On 21 March 2013 the claimant appealed by a letter received in the local authority on 8 April 2013. She argued that her partner did not have capital in excess of £16,000.00; that the money was held in a solicitor client account; that it would be necessary to go to court to reach a settlement; and that this would take between eight months and a year.
The appeal came before a First-tier Tribunal on 12 May 2014. Neither the claimant nor Mr M attended; the claimant had indicated in responding to a First-tier Tribunal enquiry form that she did not want a hearing. The outcome of the appeal was that the decision of the local authority was confirmed.
The decision notice omits reference to council tax benefit, but the full statement of reasons that was subsequently provided notes the omission and confirms that the tribunal’s decision was that the overpayments of both housing benefit and council tax benefit were recoverable.
The appeal now comes before me with the permission of a judge of the Upper Tribunal. (Footnote: 4)
The grounds of appeal
The appellant’s grounds of appeal are essentially as follows:
The funds from the sale were not finalised until mid-January 2013.
There had been no offer of settlement with £49,000.00 being paid to Mr M.
Regulation 49(2) of the Housing Benefit Regulations 2006 provides that capital available on application is only treated as capital “from the date on which it could be expected to be acquired were an application made.”
Did the tribunal err in law?
Both the claimant and the local authority now argue that the tribunal’s decision was erroneous in law. In part the parties are in agreement about how the tribunal erred, and in part they are not. For example, the claimant makes no reference to the possible application of Regulation 51 of the Housing Benefit Regulations 2006.
The tribunal’s analysis of the law is a little thin, but the tribunal plainly decided the case on the application of Regulation 49(2) of the Housing Benefit Regulations 2006 (and the corresponding provisions in relation to council tax benefit). In doing so, the tribunal has failed to address the question of the determination of the date on which it could be expected that the capital would be available to Mr M if he made application for it. That is plainly an error of law in the context of this case. For this reason I set their decision aside.
The remainder of this decision is my analysis of the application of the law to the circumstances of this case.
Analysis
I note, by way of preliminary observation, that the local authority has taken no point as a consequence of the original application failing to disclose that Mr M had an interest in the matrimonial home.

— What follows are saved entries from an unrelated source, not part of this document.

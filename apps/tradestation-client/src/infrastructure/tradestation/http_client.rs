//! HTTP client wrapper: bearer authorization, status mapping, cancellation.

use std::future::Future;

use reqwest::header::{ACCEPT, AUTHORIZATION};
use reqwest::{Client, RequestBuilder, Response, StatusCode};
use serde::Serialize;
use serde::de::DeserializeOwned;
use tokio_util::sync::CancellationToken;

use super::api_types::TradeStationErrorResponse;
use super::auth::AccessToken;
use super::config::TradeStationConfig;
use crate::error::ClientError;

/// HTTP client for the TradeStation API.
///
/// REST calls share a client with the configured timeout; streaming
/// connections use a second client without one.
#[derive(Debug, Clone)]
pub struct TradeStationHttpClient {
    client: Client,
    stream_client: Client,
    cancel: CancellationToken,
}

impl TradeStationHttpClient {
    /// Create a new HTTP client from config.
    pub fn new(config: &TradeStationConfig, cancel: CancellationToken) -> Result<Self, ClientError> {
        let client = Client::builder()
            .timeout(config.timeout)
            .build()
            .map_err(|e| ClientError::Network(e.to_string()))?;
        let stream_client = Client::builder()
            .connect_timeout(config.timeout)
            .build()
            .map_err(|e| ClientError::Network(e.to_string()))?;

        Ok(Self {
            client,
            stream_client,
            cancel,
        })
    }

    /// Cancellation token every request is raced against.
    #[must_use]
    pub const fn cancel_token(&self) -> &CancellationToken {
        &self.cancel
    }

    /// Authorized GET returning a decoded JSON body.
    pub async fn get<T: DeserializeOwned>(
        &self,
        url: &str,
        query: &[(&str, String)],
        token: &AccessToken,
    ) -> Result<T, ClientError> {
        let request = authorized(self.client.get(url), token).query(query);
        self.execute(request).await
    }

    /// Authorized POST with a JSON body.
    pub async fn post<T: DeserializeOwned, B: Serialize + Sync>(
        &self,
        url: &str,
        body: &B,
        token: &AccessToken,
    ) -> Result<T, ClientError> {
        let request = authorized(self.client.post(url), token).json(body);
        self.execute(request).await
    }

    /// Unauthenticated form POST; returns the status and raw body.
    pub async fn post_form(
        &self,
        url: &str,
        form: &[(&str, &str)],
    ) -> Result<(StatusCode, String), ClientError> {
        let request = self.client.post(url).header(ACCEPT, "application/json").form(form);
        self.cancellable(async {
            let response = request.send().await?;
            let status = response.status();
            let body = response.text().await?;
            Ok((status, body))
        })
        .await
    }

    /// Open a long-lived authorized GET; fails on a non-success status.
    pub async fn open_stream(
        &self,
        url: &str,
        query: &[(&str, String)],
        token: &AccessToken,
    ) -> Result<Response, ClientError> {
        let request = authorized(self.stream_client.get(url), token).query(query);
        self.cancellable(async {
            let response = request.send().await?;
            if response.status().is_success() {
                Ok(response)
            } else {
                Err(error_from_response(response).await)
            }
        })
        .await
    }

    async fn execute<T: DeserializeOwned>(&self, request: RequestBuilder) -> Result<T, ClientError> {
        self.cancellable(async {
            let response = request.send().await?;
            if !response.status().is_success() {
                return Err(error_from_response(response).await);
            }

            let text = response.text().await?;
            let body = if text.trim().is_empty() { "null" } else { text.as_str() };
            serde_json::from_str(body).map_err(|e| ClientError::data_format(e.to_string()))
        })
        .await
    }

    /// Run `fut` unless the client is cancelled first.
    pub async fn cancellable<T, F>(&self, fut: F) -> Result<T, ClientError>
    where
        F: Future<Output = Result<T, ClientError>>,
    {
        tokio::select! {
            biased;
            () = self.cancel.cancelled() => Err(ClientError::Cancelled),
            result = fut => result,
        }
    }
}

fn authorized(request: RequestBuilder, token: &AccessToken) -> RequestBuilder {
    request
        .header(AUTHORIZATION, format!("Bearer {}", token.secret()))
        .header(ACCEPT, "application/json")
}

/// Map a non-success response to `ClientError::Http`.
async fn error_from_response(response: Response) -> ClientError {
    let status = response.status();
    let body = response.text().await.unwrap_or_default();
    ClientError::Http {
        status: status.as_u16(),
        message: error_message(status, &body),
    }
}

/// `Message` or `Error` from a JSON error body, else the raw body, else the reason phrase.
pub(crate) fn error_message(status: StatusCode, body: &str) -> String {
    serde_json::from_str::<TradeStationErrorResponse>(body)
        .ok()
        .and_then(TradeStationErrorResponse::into_message)
        .or_else(|| {
            let trimmed = body.trim();
            (!trimmed.is_empty()).then(|| trimmed.to_string())
        })
        .unwrap_or_else(|| status.canonical_reason().unwrap_or("request failed").to_string())
}

#[cfg(test)]
mod tests {
    use super::*;

    #[test]
    fn error_message_from_json_body() {
        let msg = error_message(
            StatusCode::BAD_REQUEST,
            r#"{"Error":"BadRequest","Message":"Invalid interval"}"#,
        );
        assert_eq!(msg, "Invalid interval");
    }

    #[test]
    fn error_message_from_plain_body() {
        assert_eq!(error_message(StatusCode::BAD_GATEWAY, " upstream down \n"), "upstream down");
    }

    #[test]
    fn error_message_falls_back_to_reason() {
        assert_eq!(error_message(StatusCode::NOT_FOUND, ""), "Not Found");
        assert_eq!(error_message(StatusCode::UNAUTHORIZED, "{}"), "{}");
    }

    #[tokio::test]
    async fn cancelled_client_short_circuits() {
        let cancel = CancellationToken::new();
        let config = TradeStationConfig::new(
            super::super::config::Credentials::new("k", "s", "r"),
            "SIM1",
        );
        let http = TradeStationHttpClient::new(&config, cancel.clone()).unwrap();
        cancel.cancel();
        let result: Result<(), ClientError> = http
            .cancellable(std::future::pending::<Result<(), ClientError>>())
            .await;
        assert_eq!(result, Err(ClientError::Cancelled));
    }
}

There was a question on the claim form asking about any interest in property of the claimant or her partner, to which the claimant has answered “No”. However, the local authority plainly knew something about this in January 2012: see the apparently unanswered property questionnaire [pages 72-7].
I do not accept that the actual date of completion of the sale of the matrimonial home was mid-January 2013. The completion statement and letter dated 14 December 2012 plainly state that the solicitors had the sum set out in the completion statement in their client account on that date. I do accept that there may have been a need to adjust the figures in the completion statement to account for the apparently overlooked further mortgage of £200,000 secured on the matrimonial home.
My analysis is of how the Housing Benefit Regulations 2006 (Footnote: 5) treat a significant sum held by solicitors in a client account on behalf of the partner of a claimant who is in dispute with his spouse about the division of property following the breakdown of their relationship. There appears to be no direct authority on this in either the housing benefit context or the income support context (where there is a corresponding provision). (Footnote: 6)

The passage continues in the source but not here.